A swollen finger points to a bacterial infection
A swollen, throbbing area round the nail (paronychia) is usually the result of a bacterial infection entering the nail fold through a cut or break in the skin.
Solution: A course of antibiotics is the normal treatment.
Treatment for hangnails
These thin dry strips of skin that partly split off from the side of fingernails are usually caused by excessive dryness, a bad manicure, nail biting or a small injury.
Solution: Cut hangnails off near the base; resist the urge to pull them.
Treat split nails
These are usually a sign that your hands have been in water too much or that your washing up liquid is too harsh.
Solution: Wear gloves and go for regular manicures.
Black fingernails are often caused by injury
Blood collects under your nail after an injury such as trapping your finger in a car door.
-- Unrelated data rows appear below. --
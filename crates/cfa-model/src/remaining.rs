//! Human-readable renderings of the time left before a scheduled service.
//!
//! Two distinct shapes are produced: [`RemainingDuration::describe`] is tiered
//! prose picking the coarsest fitting unit, [`format_compact`] is a token list
//! such as `"2d 3h 15m"`.

use std::fmt;

use serde::{Deserialize, Serialize};

const MINUTES_PER_DAY: u64 = 24 * 60;
const MINUTES_PER_WEEK: u64 = 7 * MINUTES_PER_DAY;
const MINUTES_PER_MONTH: u64 = 29 * MINUTES_PER_DAY;

/// Backend-reported time until service. Only valid at the moment it was fetched.
#[derive(Debug, Clone, Copy, Default, PartialEq, Eq, Hash, Serialize, Deserialize)]
pub struct RemainingDuration {
    pub hours_remaining: u32,
    pub minutes_remaining: u32,
}

impl RemainingDuration {
    pub fn new(hours_remaining: u32, minutes_remaining: u32) -> Self {
        Self {
            hours_remaining,
            minutes_remaining,
        }
    }

    pub fn total_minutes(&self) -> u64 {
        u64::from(self.hours_remaining) * 60 + u64::from(self.minutes_remaining)
    }

    /// Tiered prose, first match wins (all bounds strict):
    /// over 29 days, over 7 days (whole weeks), over 24 hours (whole days),
    /// else hours and minutes as reported.
    ///
    /// "hour" takes an `s` only above one, so zero hours reads "0 hour".
    pub fn describe(&self) -> String {
        let total = self.total_minutes();

        if total > MINUTES_PER_MONTH {
            return "Over a month away".to_string();
        }
        if total > MINUTES_PER_WEEK {
            let weeks = total / MINUTES_PER_WEEK;
            return format!("{weeks} week{} remaining", plural(weeks > 1));
        }
        if total > MINUTES_PER_DAY {
            let days = total / MINUTES_PER_DAY;
            return format!("{days} day{} remaining", plural(days > 1));
        }

        let hours = self.hours_remaining;
        let minutes = self.minutes_remaining;
        format!(
            "{hours} hour{} and {minutes} minute{} remaining",
            plural(hours > 1),
            plural(minutes != 1)
        )
    }

    /// Compact tokens with the hours split into days, e.g. 27h 5m -> `"1d 3h 5m"`.
    pub fn compact(&self) -> String {
        let days = self.hours_remaining / 24;
        let hours = self.hours_remaining % 24;
        format_compact(days, hours, self.minutes_remaining)
    }
}

impl fmt::Display for RemainingDuration {
    fn fmt(&self, f: &mut fmt::Formatter<'_>) -> fmt::Result {
        f.write_str(&self.describe())
    }
}

/// `"{d}d {h}h {m}m"` omitting zero components; `"0m"` when everything is zero.
pub fn format_compact(days: u32, hours: u32, minutes: u32) -> String {
    let parts: Vec<String> = [(days, 'd'), (hours, 'h'), (minutes, 'm')]
        .into_iter()
        .filter(|(value, _)| *value > 0)
        .map(|(value, unit)| format!("{value}{unit}"))
        .collect();

    if parts.is_empty() {
        "0m".to_string()
    } else {
        parts.join(" ")
    }
}

#[inline]
fn plural(yes: bool) -> &'static str {
    if yes { "s" } else { "" }
}

#[cfg(test)]
mod tests {
    use super::*;

    fn describe(hours: u32, minutes: u32) -> String {
        RemainingDuration::new(hours, minutes).describe()
    }

    #[test]
    fn hours_tier_keeps_singular_hour_for_zero_and_one() {
        assert_eq!(describe(0, 0), "0 hour and 0 minutes remaining");
        assert_eq!(describe(1, 0), "1 hour and 0 minutes remaining");
        assert_eq!(describe(0, 1), "0 hour and 1 minute remaining");
        assert_eq!(describe(2, 1), "2 hours and 1 minute remaining");
        assert_eq!(describe(5, 45), "5 hours and 45 minutes remaining");
    }

    #[test]
    fn exactly_one_day_stays_in_hours_tier() {
        assert_eq!(describe(24, 0), "24 hours and 0 minutes remaining");
        assert_eq!(describe(23, 60), "23 hours and 60 minutes remaining");
        assert_eq!(describe(24, 1), "1 day remaining");
    }

    #[test]
    fn days_tier_truncates() {
        assert_eq!(describe(25, 0), "1 day remaining");
        assert_eq!(describe(47, 59), "1 day remaining");
        assert_eq!(describe(48, 1), "2 days remaining");
        assert_eq!(describe(168, 0), "7 days remaining");
    }

    #[test]
    fn weeks_tier_does_not_pluralize_one() {
        assert_eq!(describe(168, 1), "1 week remaining");
        assert_eq!(describe(319, 0), "1 week remaining");
        assert_eq!(describe(336, 1), "2 weeks remaining");
        assert_eq!(describe(696, 0), "4 weeks remaining");
    }

    #[test]
    fn month_tier_after_twenty_nine_days() {
        assert_eq!(describe(696, 1), "Over a month away");
        assert_eq!(describe(2834, 0), "Over a month away");
        assert_eq!(describe(u32::MAX, u32::MAX), "Over a month away");
    }

    #[test]
    fn describe_is_repeatable() {
        let d = RemainingDuration::new(30, 7);
        assert_eq!(d.describe(), d.describe());
        assert_eq!(d.to_string(), d.describe());
    }

    #[test]
    fn compact_omits_zero_components() {
        assert_eq!(format_compact(2, 3, 15), "2d 3h 15m");
        assert_eq!(format_compact(0, 3, 0), "3h");
        assert_eq!(format_compact(1, 0, 5), "1d 5m");
        assert_eq!(format_compact(0, 0, 0), "0m");
    }

    #[test]
    fn compact_splits_hours_into_days() {
        assert_eq!(RemainingDuration::new(27, 5).compact(), "1d 3h 5m");
        assert_eq!(RemainingDuration::new(48, 0).compact(), "2d");
        assert_eq!(RemainingDuration::new(0, 0).compact(), "0m");
    }
}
The nail may separate from the nail bed and fall off but will regrow.
Solution: If blackness is not caused by injury or is still there after a week, see your doctor.
Treating an ingrown toenail
These are caused when a nail (usually on the big toe) curves under on one or both sides and cuts into the surrounding skin, causing inflammation and sometimes infection.
Wearing badly fitting shoes that put pressure on the toenails from above and cutting toenails down their sides instead of straight across are the usual causes.
Solution: Consult your GP or chiropodist as soon as you notice an ingrown toenail to avoid infection.
Your doctor may suggest you have all or part of your toenail removed to stop it growing into the toe.
Cure nail problems
- Keep nails clean and dry to stop bacteria and other infectious organisms from collecting under the tips.
- Wear gloves when washing up and gardening. Lining rubber gloves with cotton ones will stop moisture collecting, which can damage nails.
- If your toenails are thick and difficult to cut, try soaking them first in warm salty water for five to 10 minutes or cut them after a bath.
- Cut toe and finger nails straight across and rounded slightly at the top for maximum strength. Use sharp nail scissors or clippers.
- Always use hand cream after immersing nails in water.
- File nails regularly with an emery board, using the rough side to shorten and the smooth side to shape.
- Work upwards in one direction; sawing back and forth can weaken the nail layers causing them to split.
- Avoid metal nail files as they can make nails flake.
- To strengthen nails, supplement your diet with kelp, which is rich in silica, zinc and B vitamins.